Sound and Music Computing Master thesis

Neural Texture Sound Synthesis with physically-driven continuous controls using synthetic-to-real unsupervised Domain Adaptation

The Project is developed in the context of the Master's Thesis in Sound and Music Computing at the Music Technology Group of the Universitat Pompeu Fabra, Barcelona, Spain. The Neural Network Architectures design, training, validation and testing are performed with PyTorch.

The Project encompasses the whole pipeline of

• labelling realistic sound files datasets with continuous, physically-driven Synthesis Control Parameters (e.g. numerical values controllable with slider or knobs, representing physical properties of the objects involved in the sound creation, like 'average rate of bubbles' for streaming water sounds). This module of the Project is represented by the first 3 sub-parts of the Project (see below).
• use the labelled realistic-sounds dataset to condition the Sound Synthesis process, in order to obtain a Neural Network that can perform real-time Texture Sound Synthesis with humanly meaningful and continuous controls. This module of the Project is represented by the last sub-part of the Project (see below).

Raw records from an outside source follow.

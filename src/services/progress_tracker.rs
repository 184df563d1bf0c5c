// src/services/progress_tracker.rs
//
// Progress Tracker - debounced writer of progress records
//
// CRITICAL RULES:
// - The ONLY component that writes progress keys
// - Changes under the significance delta never create or reset a timer
// - One pending write per ContentKey; a newer report replaces it
// - Closing the player does NOT cancel pending writes
// - persist and forget for one key never overlap (key_locks); a write
//   scheduled before a forget is discarded
// - Storage failures are logged, never propagated
//
// Must be used from inside a tokio runtime (timers are spawned tasks).

use std::collections::HashMap;
use std::sync::{Arc, Mutex, MutexGuard, PoisonError};

use chrono::Utc;
use log::{debug, info, warn};
use tokio::task::JoinHandle;

use crate::config::TrackerConfig;
use crate::domain::{
    progress_percent, ContentKey, ContentRef, ContinueWatchingEntry, MediaMeta, ProgressRecord,
};
use crate::events::{EventBus, ProgressForgotten, ProgressPersisted};
use crate::repositories::ProgressRepository;
use crate::services::continue_watching_service::ContinueWatchingService;

/// What `record_progress` did with a report.
#[derive(Debug, Clone, Copy, PartialEq, Eq)]
pub enum RecordOutcome {
    /// Within the significance delta of the last persisted value
    Ignored,
    /// A write is pending for the key (new or replacing an older one)
    Scheduled,
}

struct PendingWrite {
    generation: u64,
    content: ContentRef,
    current_time: f64,
    duration: f64,
    handle: JoinHandle<()>,
}

#[derive(Default)]
struct TrackerSession {
    last_persisted: HashMap<ContentKey, f64>,
    pending: HashMap<ContentKey, PendingWrite>,
    metadata: HashMap<ContentKey, MediaMeta>,
    /// Last generation handed out before the key was forgotten
    forgotten: HashMap<ContentKey, u64>,
    next_generation: u64,
}

impl TrackerSession {
    fn is_forgotten(&self, key: &ContentKey, generation: u64) -> bool {
        self.forgotten
            .get(key)
            .is_some_and(|forgotten_at| generation <= *forgotten_at)
    }
}

struct TrackerInner {
    progress_repo: Arc<dyn ProgressRepository>,
    continue_watching: Arc<ContinueWatchingService>,
    event_bus: Arc<EventBus>,
    config: TrackerConfig,
    session: Mutex<TrackerSession>,
    key_locks: Mutex<HashMap<ContentKey, Arc<Mutex<()>>>>,
}

/// Cheap to clone; clones share one session.
#[derive(Clone)]
pub struct ProgressTracker {
    inner: Arc<TrackerInner>,
}

impl ProgressTracker {
    pub fn new(
        progress_repo: Arc<dyn ProgressRepository>,
        continue_watching: Arc<ContinueWatchingService>,
        event_bus: Arc<EventBus>,
        config: TrackerConfig,
    ) -> Self {
        Self {
            inner: Arc::new(TrackerInner {
                progress_repo,
                continue_watching,
                event_bus,
                config,
                session: Mutex::new(TrackerSession::default()),
                key_locks: Mutex::new(HashMap::new()),
            }),
        }
    }

    /// Reports a playback position. Significant changes (re)start the
    /// per-key debounce timer; everything else is dropped on the floor.
    pub fn record_progress(
        &self,
        content: &ContentRef,
        current_time: f64,
        duration: f64,
    ) -> RecordOutcome {
        let key = content.key();
        let percent = progress_percent(current_time, duration);
        let mut session = self.inner.session();

        let last = session.last_persisted.get(&key).copied().unwrap_or(0.0);
        if (percent - last).abs() < self.inner.config.significant_delta_percent {
            debug!(
                "Progress for {} at {:.2}% not significant (last persisted {:.2}%)",
                key, percent, last
            );
            return RecordOutcome::Ignored;
        }

        session.next_generation += 1;
        let generation = session.next_generation;

        let inner = Arc::clone(&self.inner);
        let task_key = key.clone();
        let delay = self.inner.config.debounce();
        let handle = tokio::spawn(async move {
            tokio::time::sleep(delay).await;
            inner.commit(&task_key, generation);
        });

        let pending = PendingWrite {
            generation,
            content: content.clone(),
            current_time,
            duration,
            handle,
        };
        if let Some(previous) = session.pending.insert(key, pending) {
            previous.handle.abort();
        }

        RecordOutcome::Scheduled
    }

    /// Display metadata used when the key enters the continue-watching list.
    pub fn remember_metadata(&self, key: ContentKey, meta: MediaMeta) {
        self.inner.session().metadata.insert(key, meta);
    }

    /// Writes every pending report now instead of waiting for its timer.
    pub fn flush(&self) {
        let pending: Vec<(ContentKey, PendingWrite)> =
            self.inner.session().pending.drain().collect();

        if !pending.is_empty() {
            info!("Flushing {} pending progress write(s)", pending.len());
        }
        for (key, write) in pending {
            write.handle.abort();
            self.inner.persist(key, write);
        }
    }

    /// Drops everything known about `key`: the pending write, the stored
    /// record and (through ProgressForgotten) the continue-watching entry.
    pub fn forget(&self, key: &ContentKey) {
        let key_lock = self.inner.key_lock(key);
        let _guard = key_lock.lock().unwrap_or_else(PoisonError::into_inner);
        {
            let mut session = self.inner.session();
            if let Some(pending) = session.pending.remove(key) {
                pending.handle.abort();
            }
            session.last_persisted.remove(key);
            let forgotten_at = session.next_generation;
            session.forgotten.insert(key.clone(), forgotten_at);
        }

        if let Err(e) = self.inner.progress_repo.delete(key) {
            warn!("Failed to delete progress for {}: {}", key, e);
        }
        info!("Progress forgotten for {}", key);
        // Ledger removal must land before a later write for this key.
        self.inner.event_bus.emit(ProgressForgotten::new(key.clone()));
    }

    pub fn pending_count(&self) -> usize {
        self.inner.session().pending.len()
    }

    pub fn last_persisted_percent(&self, key: &ContentKey) -> Option<f64> {
        self.inner.session().last_persisted.get(key).copied()
    }
}

impl TrackerInner {
    fn session(&self) -> MutexGuard<'_, TrackerSession> {
        self.session.lock().unwrap_or_else(PoisonError::into_inner)
    }

    fn key_lock(&self, key: &ContentKey) -> Arc<Mutex<()>> {
        let mut locks = self.key_locks.lock().unwrap_or_else(PoisonError::into_inner);
        Arc::clone(locks.entry(key.clone()).or_default())
    }

    /// Timer callback. Stale generations (replaced or flushed) are no-ops.
    fn commit(&self, key: &ContentKey, generation: u64) {
        let write = {
            let mut session = self.session();
            match session.pending.get(key) {
                Some(pending) if pending.generation == generation => session.pending.remove(key),
                _ => None,
            }
        };
        if let Some(write) = write {
            self.persist(key.clone(), write);
        }
    }

    fn persist(&self, key: ContentKey, write: PendingWrite) {
        let key_lock = self.key_lock(&key);
        let persisted = {
            let _guard = key_lock.lock().unwrap_or_else(PoisonError::into_inner);
            if self.session().is_forgotten(&key, write.generation) {
                debug!("Dropping write for {}: forgotten after it was scheduled", key);
                return;
            }
            self.write_record(&key, write)
        };

        if let Some(record) = persisted {
            self.event_bus.emit(ProgressPersisted::new(
                key,
                record.current_time,
                record.progress,
            ));
        }
    }

    /// Stores the record and updates the ledger. Caller holds the key lock.
    fn write_record(&self, key: &ContentKey, write: PendingWrite) -> Option<ProgressRecord> {
        let record = ProgressRecord::new(write.content, write.current_time, write.duration, Utc::now());

        if let Err(e) = self.progress_repo.save(&record) {
            warn!("Failed to save progress for {}: {}", key, e);
            return None;
        }

        let meta = {
            let mut session = self.session();
            session.last_persisted.insert(key.clone(), record.progress);
            session.metadata.get(key).cloned().unwrap_or_default()
        };

        info!(
            "Progress saved for {}: {:.0}s ({:.1}%)",
            key, record.current_time, record.progress
        );

        let thresholds = self.config.thresholds();
        if thresholds.is_in_progress(record.progress) {
            self.continue_watching
                .upsert(ContinueWatchingEntry::from_record(&record, &meta));
        } else if thresholds.is_finished(record.progress) {
            self.continue_watching.remove(key);
        }

        Some(record)
    }
}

This particular piece of Research is undertaken on Texture sounds, particularly on sounds of streaming water, or flowing water, but the code (mainly Python) is designed and structured in such a way so that it can be easily adapted to other kinds of sounds, to other kinds of Synthesis Control Parameters, to other datasets, to other Convolutional-based Neural Networks Architectures, etc.. Each of the 4 sub-parts/folders exposes an interface to the user, which mainly consists of:

• a JSON dictionary configuration file, which is used to specify the parameters of the intended task (e.g. the number of sound samples to create, the duration of each sound sample, the tags to take into account when extracting the sub-set of the canonical dataset, etc.), and it is designed to be as human-readable, portable, and human-friendly as possible. Only for the Creation_of_synthetic_Audio_datasets and Creation_of_real_Audio_datasets sub-repos, the JSON configuration dictionary is not in a separate file but is directly written in the Python script, for simplicity.
• one or more Python scripts, runnable from the command line. The user does not need to modify the Python scripts; it is just necessary to modify the JSON files and run the relative Python scripts

This Project is articulated in 4 main sub-repositories, each of which corresponds to a particular part and milestone of the Project, and is contained in a specific folder (listed in order of intended use) with dedicated READMEs, scripts, configuration files and Python environments (with relative requirements.txt files, etc.):

• Creation_of_synthetic_Audio_datasets

  Software dedicated to the creation of datasets of synthetic sound files, by controlling Max/PD patches with already-made sound engines. The software focuses on various high-level characteristics of the intended Dataset to be created (synthesis control parameters distribution, number of sound samples, duration, etc.). Together with the .wav Audio files created at the specified path, a .csv file is created, containing the file name and the values of the Synthesis Control Parameters used to create it, as well as a copy of the configuration dictionary used to create the dataset.

• Creation_of_real_Audio_datasets

  Software dedicated to the creation of real sound files datasets, by creating sub-sets of pre-existing Audio datasets. The software focuses on the policies for which tags/labels to consider and/or to exclude in the created subset (many available Datasets loader libraries do not offer these kind of functionality in depth), as well as creating segments of audio files chunks by specyfing a desired duration. Silent chunks, if present -they often ARE present !!- are not considered in the created sub-set, as they can be harmful to use when training Neural Networks. Together with the .wav Audio files created at the specified path, a .csv file is created, containing each file's tags and its name, as well as a copy of the configuration dictionary used to create the dataset.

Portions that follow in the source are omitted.